郑姝瑜笑笑,“我不是来追究许大人的错处的,大人无需挂怀。”

许恒的紧张神情缓和了不少,“若还有什么需要许某代劳的,许某一定办妥。”

“我想跟许大人打听一件事,”郑姝瑜斟酌着,“那日听闻你与太子殿下谈及边境暴乱,不知现在如何了?”

许恒虽不解郑姝瑜为何问及此事,但还是一五一十地答道:“救济的粮草已快马加鞭送去北漠,另外也派了驻扎肃城的军队过去支援,想必危机很快就能解除。”

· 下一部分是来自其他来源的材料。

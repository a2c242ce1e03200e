// Shape geometry shared by sizing, both solvers and label placement.
// Sizes are radii for circles and side lengths for squares and (equilateral,
// apex-up) triangles. Positions are bounding-box centres.

use crate::ir::{Point, ShapeKind};
use std::f32::consts::PI;

const SQRT3: f32 = 1.732_050_8;
const EPS: f32 = 1e-6;

pub trait ShapeGeometry: Sync {
    fn area_from_size(&self, size: f32) -> f32;

    fn size_from_area(&self, area: f32) -> f32;

    /// Bounding box (width, height) of a shape of the given size.
    fn extents(&self, size: f32) -> (f32, f32);

    /// Horizontal chord available at `offset` below the bounding-box centre
    /// (negative offsets are above). Zero outside the shape.
    fn max_width_at_offset(&self, size: f32, offset: f32) -> f32;

    /// Area shared by two shapes of this kind.
    fn overlap_area(&self, a: Point, a_size: f32, b: Point, b_size: f32) -> f32;

    /// Centre distance at which `b` touches `a` from direction `angle`.
    fn contact_distance(&self, a_size: f32, b_size: f32, angle: f32) -> f32;

    /// Displacement that moves `b` clear of `a` (plus `padding`), if they collide.
    fn separation(
        &self,
        a: Point,
        a_size: f32,
        b: Point,
        b_size: f32,
        padding: f32,
    ) -> Option<(f32, f32)> {
        box_separation(a, self.extents(a_size), b, self.extents(b_size), padding)
    }

    /// Vertical offset from the box centre to the visual centre used for text.
    fn text_center_offset(&self, _size: f32) -> f32 {
        0.0
    }

    fn half_extents(&self, size: f32) -> (f32, f32) {
        let (w, h) = self.extents(size);
        (w / 2.0, h / 2.0)
    }

    /// Largest size whose bounding box fits within `width` x `height`.
    fn size_for_box(&self, width: f32, height: f32) -> f32;
}

#[derive(Debug, Clone, Copy)]
pub struct Circle;

#[derive(Debug, Clone, Copy)]
pub struct Square;

#[derive(Debug, Clone, Copy)]
pub struct Triangle;

static CIRCLE: Circle = Circle;
static SQUARE: Square = Square;
static TRIANGLE: Triangle = Triangle;

impl ShapeKind {
    pub fn geometry(self) -> &'static dyn ShapeGeometry {
        match self {
            ShapeKind::Circle => &CIRCLE,
            ShapeKind::Square => &SQUARE,
            ShapeKind::Triangle => &TRIANGLE,
        }
    }
}

impl ShapeGeometry for Circle {
    fn area_from_size(&self, size: f32) -> f32 {
        PI * size.max(0.0).powi(2)
    }

    fn size_from_area(&self, area: f32) -> f32 {
        (area.max(0.0) / PI).sqrt()
    }

    fn extents(&self, size: f32) -> (f32, f32) {
        let d = size.max(0.0) * 2.0;
        (d, d)
    }

    fn max_width_at_offset(&self, size: f32, offset: f32) -> f32 {
        let r = size.max(0.0);
        if offset.abs() >= r {
            return 0.0;
        }
        2.0 * (r * r - offset * offset).sqrt()
    }

    fn overlap_area(&self, a: Point, a_size: f32, b: Point, b_size: f32) -> f32 {
        circle_intersection_area(a, a_size, b, b_size)
    }

    fn contact_distance(&self, a_size: f32, b_size: f32, _angle: f32) -> f32 {
        a_size.max(0.0) + b_size.max(0.0)
    }

    fn separation(
        &self,
        a: Point,
        a_size: f32,
        b: Point,
        b_size: f32,
        padding: f32,
    ) -> Option<(f32, f32)> {
        let min_dist = a_size + b_size + padding;
        let dx = b.x - a.x;
        let dy = b.y - a.y;
        let dist = dx.hypot(dy);
        if dist >= min_dist {
            return None;
        }
        let push = min_dist - dist;
        if dist < EPS {
            return Some((push, 0.0));
        }
        Some((dx / dist * push, dy / dist * push))
    }

    fn size_for_box(&self, width: f32, height: f32) -> f32 {
        (width.min(height) / 2.0).max(0.0)
    }
}

impl ShapeGeometry for Square {
    fn area_from_size(&self, size: f32) -> f32 {
        size.max(0.0).powi(2)
    }

    fn size_from_area(&self, area: f32) -> f32 {
        area.max(0.0).sqrt()
    }

    fn extents(&self, size: f32) -> (f32, f32) {
        let s = size.max(0.0);
        (s, s)
    }

    fn max_width_at_offset(&self, size: f32, offset: f32) -> f32 {
        let s = size.max(0.0);
        if offset.abs() > s / 2.0 {
            return 0.0;
        }
        s
    }

    fn overlap_area(&self, a: Point, a_size: f32, b: Point, b_size: f32) -> f32 {
        box_overlap_area(a, self.extents(a_size), b, self.extents(b_size))
    }

    fn contact_distance(&self, a_size: f32, b_size: f32, angle: f32) -> f32 {
        box_contact_distance(self.extents(a_size), self.extents(b_size), angle)
    }

    fn size_for_box(&self, width: f32, height: f32) -> f32 {
        width.min(height).max(0.0)
    }
}

impl Triangle {
    fn height(size: f32) -> f32 {
        size.max(0.0) * SQRT3 / 2.0
    }
}

impl ShapeGeometry for Triangle {
    fn area_from_size(&self, size: f32) -> f32 {
        SQRT3 / 4.0 * size.max(0.0).powi(2)
    }

    fn size_from_area(&self, area: f32) -> f32 {
        (area.max(0.0) * 4.0 / SQRT3).sqrt()
    }

    fn extents(&self, size: f32) -> (f32, f32) {
        (size.max(0.0), Self::height(size))
    }

    fn max_width_at_offset(&self, size: f32, offset: f32) -> f32 {
        let h = Self::height(size);
        if h <= 0.0 {
            return 0.0;
        }
        let from_apex = offset + h / 2.0;
        if !(0.0..=h).contains(&from_apex) {
            return 0.0;
        }
        size * from_apex / h
    }

    // Bounding-box approximation: triangles pack loosely enough that the
    // corner slivers never matter for the overlap threshold.
    fn overlap_area(&self, a: Point, a_size: f32, b: Point, b_size: f32) -> f32 {
        box_overlap_area(a, self.extents(a_size), b, self.extents(b_size))
    }

    fn contact_distance(&self, a_size: f32, b_size: f32, angle: f32) -> f32 {
        box_contact_distance(self.extents(a_size), self.extents(b_size), angle)
    }

    fn text_center_offset(&self, size: f32) -> f32 {
        // Centroid sits a third of the way up from the base.
        Self::height(size) / 6.0
    }

    fn size_for_box(&self, width: f32, height: f32) -> f32 {
        width.min(height * 2.0 / SQRT3).max(0.0)
    }
}

/// Lens area of two overlapping circles. Zero when disjoint, the smaller disc
/// when one contains the other.
pub fn circle_intersection_area(a: Point, ra: f32, b: Point, rb: f32) -> f32 {
    let ra = ra.max(0.0);
    let rb = rb.max(0.0);
    if ra <= 0.0 || rb <= 0.0 {
        return 0.0;
    }
    let d = a.distance(b);
    if d >= ra + rb {
        return 0.0;
    }
    if d <= (ra - rb).abs() {
        let r = ra.min(rb);
        return PI * r * r;
    }
    let cos_a = ((d * d + ra * ra - rb * rb) / (2.0 * d * ra)).clamp(-1.0, 1.0);
    let cos_b = ((d * d + rb * rb - ra * ra) / (2.0 * d * rb)).clamp(-1.0, 1.0);
    let kite = (-d + ra + rb) * (d + ra - rb) * (d - ra + rb) * (d + ra + rb);
    let area = ra * ra * cos_a.acos() + rb * rb * cos_b.acos() - 0.5 * kite.max(0.0).sqrt();
    area.max(0.0)
}

pub fn box_overlap_area(a: Point, a_ext: (f32, f32), b: Point, b_ext: (f32, f32)) -> f32 {
    let ox = (a_ext.0 + b_ext.0) / 2.0 - (a.x - b.x).abs();
    let oy = (a_ext.1 + b_ext.1) / 2.0 - (a.y - b.y).abs();
    if ox <= 0.0 || oy <= 0.0 {
        return 0.0;
    }
    ox.min(a_ext.0).min(b_ext.0) * oy.min(a_ext.1).min(b_ext.1)
}

fn box_contact_distance(a_ext: (f32, f32), b_ext: (f32, f32), angle: f32) -> f32 {
    let sx = (a_ext.0 + b_ext.0) / 2.0;
    let sy = (a_ext.1 + b_ext.1) / 2.0;
    let c = angle.cos().abs();
    let s = angle.sin().abs();
    let tx = if c > EPS { sx / c } else { f32::INFINITY };
    let ty = if s > EPS { sy / s } else { f32::INFINITY };
    tx.min(ty)
}

fn box_separation(
    a: Point,
    a_ext: (f32, f32),
    b: Point,
    b_ext: (f32, f32),
    padding: f32,
) -> Option<(f32, f32)> {
    let dx = b.x - a.x;
    let dy = b.y - a.y;
    let ox = (a_ext.0 + b_ext.0) / 2.0 + padding - dx.abs();
    let oy = (a_ext.1 + b_ext.1) / 2.0 + padding - dy.abs();
    if ox <= 0.0 || oy <= 0.0 {
        return None;
    }
    let sign = |v: f32| if v < 0.0 { -1.0 } else { 1.0 };
    if ox < oy {
        Some((sign(dx) * ox, 0.0))
    } else {
        Some((0.0, sign(dy) * oy))
    }
}
// Backtracking tangency search. Items are placed largest first, each one
// touching an already placed item; candidates whose overlap with any placed
// item exceeds the threshold are rejected. The recursion is an explicit frame
// stack bounded by a step budget.

use super::geometry::ShapeGeometry;
use super::relax::size_order;
use crate::config::{TangentAnchor, TangentConfig};
use crate::ir::{Canvas, Item, Point, ShapeKind};
use std::cmp::Ordering;
use std::f32::consts::PI;

const BOUNDS_EPS: f32 = 1e-3;

#[derive(Debug, Clone, Default)]
pub struct TangentPlacement {
    /// Indexed like the input items; `None` for dropped items.
    pub positions: Vec<Option<Point>>,
    pub dropped: Vec<usize>,
}

impl TangentPlacement {
    pub fn is_empty(&self) -> bool {
        self.positions.iter().all(Option::is_none)
    }
}

struct Frame {
    item: usize,
    candidates: Vec<Point>,
    cursor: usize,
}

struct Search<'a> {
    items: &'a [Item],
    geom: &'static dyn ShapeGeometry,
    canvas: &'a Canvas,
    config: &'a TangentConfig,
    target: Point,
}

impl Search<'_> {
    fn fits(&self, item: usize, p: Point) -> bool {
        let (hw, hh) = self.geom.half_extents(self.items[item].size);
        p.x - hw >= -BOUNDS_EPS
            && p.x + hw <= self.canvas.width + BOUNDS_EPS
            && p.y - hh >= self.canvas.top_margin - BOUNDS_EPS
            && p.y + hh <= self.canvas.height + BOUNDS_EPS
    }

    fn anchor(&self, item: usize) -> Point {
        match self.config.anchor {
            TangentAnchor::Center => self.canvas.center(),
            TangentAnchor::TopLeft => {
                let (hw, hh) = self.geom.half_extents(self.items[item].size);
                Point::new(hw, self.canvas.top_margin + hh)
            }
        }
    }

    fn candidates(&self, item: usize, active: &[usize], placed: &[Point]) -> Vec<Point> {
        let steps = self.config.angle_steps.max(1);
        let size = self.items[item].size;
        let mut out = Vec::with_capacity(placed.len() * steps);
        for (slot, &origin) in placed.iter().enumerate() {
            let other = self.items[active[slot]].size;
            for step in 0..steps {
                let angle = 2.0 * PI * step as f32 / steps as f32;
                let distance = self.geom.contact_distance(other, size, angle);
                let p = Point::new(
                    origin.x + distance * angle.cos(),
                    origin.y + distance * angle.sin(),
                );
                if self.fits(item, p) {
                    out.push(p);
                }
            }
        }
        let target = self.target;
        out.sort_by(|a, b| {
            a.distance(target)
                .partial_cmp(&b.distance(target))
                .unwrap_or(Ordering::Equal)
        });
        out
    }

    fn acceptable(&self, item: usize, p: Point, active: &[usize], placed: &[Point]) -> bool {
        let size = self.items[item].size;
        let area = self.geom.area_from_size(size);
        placed.iter().enumerate().all(|(slot, &q)| {
            let other = self.items[active[slot]].size;
            let smaller = area.min(self.geom.area_from_size(other));
            if smaller <= 0.0 {
                return true;
            }
            let overlap = self.geom.overlap_area(q, other, p, size);
            overlap / smaller <= self.config.overlap_threshold
        })
    }

    /// Positions for `active` (in order), or `None` once backtracking is
    /// exhausted or the step budget runs out.
    fn run(&self, active: &[usize]) -> Option<Vec<Point>> {
        let first = *active.first()?;
        let anchor = self.anchor(first);
        if !self.fits(first, anchor) {
            return None;
        }
        let mut placed = vec![anchor];
        if active.len() == 1 {
            return Some(placed);
        }

        let mut stack = vec![Frame {
            item: active[1],
            candidates: self.candidates(active[1], active, &placed),
            cursor: 0,
        }];
        let mut steps = 0usize;
        loop {
            let frame = stack.last_mut()?;
            if frame.cursor >= frame.candidates.len() {
                stack.pop();
                if stack.is_empty() {
                    return None;
                }
                // Undo the placement made by the frame we return to.
                placed.pop();
                continue;
            }
            let candidate = frame.candidates[frame.cursor];
            frame.cursor += 1;
            let item = frame.item;

            steps += 1;
            if steps > self.config.step_budget {
                tracing::debug!(steps, "tangent search hit its step budget");
                return None;
            }
            if !self.acceptable(item, candidate, active, &placed) {
                continue;
            }
            placed.push(candidate);
            if placed.len() == active.len() {
                return Some(placed);
            }
            let next = active[placed.len()];
            stack.push(Frame {
                item: next,
                candidates: self.candidates(next, active, &placed),
                cursor: 0,
            });
        }
    }
}

/// Place items by tangency search, dropping the smallest items (up to
/// `max_drops`) when no full placement exists. Gives up with an empty
/// placement rather than returning overlapping shapes.
pub fn tangent_layout(
    items: &[Item],
    shape: ShapeKind,
    canvas: &Canvas,
    config: &TangentConfig,
) -> TangentPlacement {
    let mut placement = TangentPlacement {
        positions: vec![None; items.len()],
        dropped: Vec::new(),
    };
    if items.is_empty() {
        return placement;
    }

    let geom = shape.geometry();
    let target = match config.anchor {
        TangentAnchor::Center => canvas.center(),
        TangentAnchor::TopLeft => Point::new(0.0, canvas.top_margin),
    };
    let search = Search {
        items,
        geom,
        canvas,
        config,
        target,
    };

    let mut active = size_order(items);
    let mut dropped: Vec<usize> = Vec::new();
    loop {
        if let Some(points) = search.run(&active) {
            for (&idx, point) in active.iter().zip(points) {
                placement.positions[idx] = Some(point);
            }
            dropped.sort_unstable();
            if !dropped.is_empty() {
                tracing::warn!(dropped = dropped.len(), "tangent search dropped items to fit");
            }
            placement.dropped = dropped;
            return placement;
        }
        if dropped.len() >= config.max_drops || active.len() <= 1 {
            break;
        }
        if let Some(smallest) = active.pop() {
            dropped.push(smallest);
        }
    }

    tracing::warn!(
        items = items.len(),
        "tangent search found no placement; rendering nothing"
    );
    placement.dropped = (0..items.len()).collect();
    placement
}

郑姝瑜大喜过望,连忙问:“粮草和军队都是圣上下旨的吗?”

若是如此,说不定圣上对孟家还有余恩,孟行之就不必永远留在极北之地。

许恒摇了摇头,“粮草并非户部和兵部所出,是太子殿下联络京都的富商,让他们捐赠的。至于军队,是兵部请旨,陛下并未多问。”

郑姝瑜愣住了。

粮草短缺的困境,居然是元睿出手解决的。

那自己之前岂不是大大误解了他?

难怪他发了那么大的脾气,是自己把他想得太卑劣狭隘了。

也是,当朝太子,一国储君,怎么可能如此昏聩?再者说来,元睿一向胸有城府,从来都不是感情用事之人。

想到此处,郑姝瑜向许恒施了礼,露出俏皮的笑容,“等我想到需要许大人帮忙的,再来拜会你。”

许恒目送着她提裙小跑着进了松涛阁,才喃喃应道:“好。”

松涛阁内,郑姝瑜站在元睿的对面,朝他施了一礼,吞吞吐吐道:“是我错了。”

元睿手上不停,斜眼睨她,“惹了什么祸?”

“我那日错怪殿下了,”郑姝瑜轻声道,“我向许大人打听了,是殿下出面解了粮草短缺之危。”

元睿执笔的手顿住,眉头蹙得更紧,“多嘴。”

郑姝瑜连忙为许恒开脱,“是我主动问的,不是他刻意透露朝政要事,不怪他。”

元睿垂眸不看她,半晌后从鼻腔中出声,“哼。”

郑姝瑜小心观察着他的神情,见他没有动怒的意思,壮着胆子走到他身边,“我来研墨!”

元睿抬眸,郑姝瑜的手已好了不少,除了掌心还裹着纱布,手指已能自由活动了。纤细的手指捏着墨条,轻柔缓慢地在砚台上滑行。再朝上看,一双杏眼平添了许多生机,神情也变得鲜活了不少。

瞧她心情好,元睿的嘴角也忍不住轻轻上扬。

可他忽而想到,郑姝瑜的开心是因谁而生时,嘴角蓦地又垂了下去,“你这是研墨?我看倒是像搅粥!”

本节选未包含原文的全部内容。